自序
自魯迅《中國小說史略》問世以來,近百年間,這類作品可以說林林總總,其中小說斷代史、類型史居多,小說全史也有,然全史鮮有個人編撰者。集體編撰,集眾人之力,能在短時間裡成書,且能發揮撰稿者各自所長,其優勢是明顯的,但它也有一個與生俱來的弱點:脈絡難以貫通。即便有主編者訂定體例,確定框架,編次章節,各章撰稿人卻都是秉持著自己的觀點和書寫風格,各自立足本章而不大能夠照應前後,全書拼接痕跡在所難免。因此,多年以前我就萌發了一個心願:以一己之力撰寫一部小說全史。
古代小說研究,在古代文學研究領域中,比詩文研究要年輕得太多,作為一門學科,從「五四」新文學運動算起,也只有百年的歷史,學術在不斷開拓,未知的空間還很大。就小說文獻而言,今天發現和開發挖掘的就遠非魯迅那個時代可以相比的了。對於小說發展的許多問題和對於小說具體作品的思想藝術,一代人有一代人的看法。史貴實、貴盡,而史實正在不斷產生,每過一秒就多了一秒的歷史,「修史」的工作也會一代接續一代地繼續下去。
小說史重寫,並不意味著將舊的推翻重來,而應當是在舊的基礎上修訂、補充,在想法上能夠與時俱進。我認為小說史不應該是小說作家、作品論的編年,它當然應該論作家、論作品,但它更應該描敘小說歷史發展的進程,揭示小說演變的前因後果,呈現接近歷史真相的立體和動態的圖景。小說是文學的一部分,文學是文化的一部分,文化是社會生活的一部分,小說創作和小說形態的生存及演變,與政治、經濟、思想、宗教等有著千絲萬縷的關係,揭示這種複雜關係洵非易事,但它卻是小說史著作必須承擔的學術使命。小說史既為史,那它的描敘必須求實。經過時間過濾篩選,今天我們尊為經典的作品固然應該放在史敘的顯要地位,然而對那些在今天看來已經黯然失色,可是當年在民間盛傳一時,甚至傳至域外,對漢文化圈產生了較大影響的作品,也不能忽視。史著對歷史的描述大多不可能與當時發生的事實吻合,但我們卻應當努力使自己的描述接近歷史的真相。

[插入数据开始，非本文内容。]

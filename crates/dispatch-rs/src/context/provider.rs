//! Context providers.
//!
//! A [`ContextProvider`] supplies candidate entries for a query. Providers
//! are optional collaborators: an unavailable or failing provider
//! contributes nothing and never fails the request.

use std::collections::HashMap;
use std::future::Future;
use std::pin::Pin;
use std::sync::atomic::{AtomicBool, Ordering};

use super::entry::ContextEntry;
use crate::error::ContextRetrievalError;
use crate::tools::selector::{extract_keywords, keywords_match};

/// Boxed future returned by provider methods.
pub type ProviderFuture<'a> =
    Pin<Box<dyn Future<Output = Result<Vec<ContextEntry>, ContextRetrievalError>> + Send + 'a>>;

pub trait ContextProvider: Send + Sync {
    /// Identifier used in logs and events.
    fn source_id(&self) -> &str;

    /// Whether the provider can currently serve requests. Unavailable
    /// providers are not called.
    fn is_available(&self) -> bool {
        true
    }

    /// Entries relevant to `query` for `user_id`, best first, at most `limit`.
    fn get_relevant_context<'a>(
        &'a self,
        query: &'a str,
        user_id: &'a str,
        limit: usize,
    ) -> ProviderFuture<'a>;

    /// The most recent entries, newest first, at most `limit`.
    fn get_recent_context<'a>(&'a self, query: &'a str, limit: usize) -> ProviderFuture<'a> {
        let _ = (query, limit);
        Box::pin(async { Ok(Vec::new()) })
    }
}

/// An in-memory provider over a fixed set of entries.
///
/// Relevance is the fraction of query keywords found in the entry.
///
/// ```ignore
/// let faq = StaticContextProvider::new("faq")
///     .with_entry("alice", ContextEntry::new("Refunds take 5 days", "faq", ContextKind::Document))
///     .with_recent(ContextEntry::new("Checkout is degraded", "status", ContextKind::Document));
/// ```
#[derive(Debug)]
pub struct StaticContextProvider {
    source_id: String,
    by_user: HashMap<String, Vec<ContextEntry>>,
    recent: Vec<ContextEntry>,
    available: AtomicBool,
}

impl StaticContextProvider {
    pub fn new(source_id: impl Into<String>) -> Self {
        Self {
            source_id: source_id.into(),
            by_user: HashMap::new(),
            recent: Vec::new(),
            available: AtomicBool::new(true),
        }
    }

    /// Add an entry visible to `user_id`.
    pub fn with_entry(mut self, user_id: impl Into<String>, entry: ContextEntry) -> Self {
        self.by_user.entry(user_id.into()).or_default().push(entry);
        self
    }

    /// Add an entry to the shared recent feed.
    pub fn with_recent(mut self, entry: ContextEntry) -> Self {
        self.recent.push(entry);
        self
    }

    pub fn set_available(&self, available: bool) {
        self.available.store(available, Ordering::SeqCst);
    }

    fn relevance(query_keywords: &[String], content: &str) -> f64 {
        if query_keywords.is_empty() {
            return 0.0;
        }
        let content_keywords = extract_keywords(content);
        let matched = query_keywords
            .iter()
            .filter(|qk| content_keywords.iter().any(|ck| keywords_match(qk, ck)))
            .count();
        matched as f64 / query_keywords.len() as f64
    }
}

impl ContextProvider for StaticContextProvider {
    fn source_id(&self) -> &str {
        &self.source_id
    }

    fn is_available(&self) -> bool {
        self.available.load(Ordering::SeqCst)
    }

    fn get_relevant_context<'a>(
        &'a self,
        query: &'a str,
        user_id: &'a str,
        limit: usize,
    ) -> ProviderFuture<'a> {
        Box::pin(async move {
            let query_keywords = extract_keywords(query);
            let mut matches: Vec<ContextEntry> = self
                .by_user
                .get(user_id)
                .into_iter()
                .flatten()
                .filter_map(|entry| {
                    let relevance = Self::relevance(&query_keywords, &entry.content);
                    (relevance > 0.0).then(|| entry.clone().with_relevance(relevance))
                })
                .collect();
            matches.sort_by(|a, b| b.relevance.total_cmp(&a.relevance));
            matches.truncate(limit);
            Ok(matches)
        })
    }

    fn get_recent_context<'a>(&'a self, query: &'a str, limit: usize) -> ProviderFuture<'a> {
        Box::pin(async move {
            let query_keywords = extract_keywords(query);
            let mut recent: Vec<ContextEntry> = self
                .recent
                .iter()
                .map(|entry| {
                    let relevance = Self::relevance(&query_keywords, &entry.content);
                    entry.clone().with_relevance(relevance)
                })
                .collect();
            recent.sort_by(|a, b| b.timestamp.cmp(&a.timestamp));
            recent.truncate(limit);
            Ok(recent)
        })
    }
}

以一己之力撰寫小說全史,也許有點自不量力,壓力之大自不必說。從動筆到今天完稿,經歷了二十多個年頭,撰寫工作時斷時續,但從不敢有絲毫懈怠。我堅信獨自撰述,雖然受到個人條件的諸多局限,但至少可以做到個人的小說觀念能夠貫通全書,各章節能夠前後照應,敘事風格能夠統一,全書也許會有疏漏和錯誤,但總歸是一部血脈貫通的作品。現在書稿已成,對此自己也不能完全滿意,但限於自己的學識,再加上年邁力衰,也就只能如此交卷了。